» REQUIREMENT: What is needed is an exact copy of all the entries.

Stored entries
● ● ●
use std::path::PathBuf;

use crate::camera::Resolution;

/// Errors from writing captured media.
#[derive(Debug, thiserror::Error)]
pub enum MediaError {
    #[error("IO error: {0}")]
    Io(#[from] std::io::Error),

    #[error("Image encoding failed: {0}")]
    Image(#[from] image::ImageError),

    #[error("FFmpeg not found. Install ffmpeg to record videos")]
    FfmpegNotFound,

    #[error("FFmpeg failed: {0}")]
    FfmpegFailed(String),

    #[error("Recording contains no frames")]
    EmptyRecording,

    #[error("Frame is {got} but the recording is {expected}")]
    FrameSizeMismatch { expected: Resolution, got: Resolution },

    #[error("Frame data ({len} bytes) does not match {width}x{height}")]
    MalformedFrame { width: u32, height: u32, len: usize },

    #[error("Media file not found: {}", .0.display())]
    NotFound(PathBuf),
}

#[cfg(test)]
mod tests {
    use super::*;

    #[test]
    fn test_media_error_display() {
        assert_eq!(
            MediaError::FfmpegNotFound.to_string(),
            "FFmpeg not found. Install ffmpeg to record videos"
        );
        assert_eq!(MediaError::EmptyRecording.to_string(), "Recording contains no frames");
        let mismatch = MediaError::FrameSizeMismatch {
            expected: Resolution::VGA,
            got: Resolution::HD,
        };
        assert_eq!(mismatch.to_string(), "Frame is 1280x720 but the recording is 640x480");
        assert_eq!(
            MediaError::NotFound(PathBuf::from("/tmp/x.jpg")).to_string(),
            "Media file not found: /tmp/x.jpg"
        );
    }
}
● ● ●
» EXERCISE RESULT:
use std::path::PathBuf;

use crate::camera::Resolution;

/// Errors from writing captured media.
#[derive(Debug, thiserror::Error)]
pub enum MediaError {
    #[error("IO error: {0}")]
    Io(#[from] std::io::Error),

    #[error("Image encoding failed: {0}")]
    Image(#[from] image::ImageError),

    #[error("FFmpeg not found. Install ffmpeg to record videos")]
    FfmpegNotFound,

    #[error("FFmpeg failed: {0}")]
    FfmpegFailed(String),

    #[error("Recording contains no frames")]
    EmptyRecording,

    #[error("Frame is {got} but the recording is {expected}")]
    FrameSizeMismatch { expected: Resolution, got: Resolution },

    #[error("Frame data ({len} bytes) does not match {width}x{height}")]
    MalformedFrame { width: u32, height: u32, len: usize },

    #[error("Media file not found: {}", .0.display())]
    NotFound(PathBuf),
}

#[cfg(test)]
mod tests {
    use super::*;

    #[test]
    fn test_media_error_display() {
        assert_eq!(
            MediaError::FfmpegNotFound.to_string(),
            "FFmpeg not found. Install ffmpeg to record videos"
        );
        assert_eq!(MediaError::EmptyRecording.to_string(), "Recording contains no frames");
        let mismatch = MediaError::FrameSizeMismatch {
            expected: Resolution::VGA,
            got: Resolution::HD,
        };
        assert_eq!(mismatch.to_string(), "Frame is 1280x720 but the recording is 640x480");
        assert_eq!(
            MediaError::NotFound(PathBuf::from("/tmp/x.jpg")).to_string(),
            "Media file not found: /tmp/x.jpg"
        );
    }
}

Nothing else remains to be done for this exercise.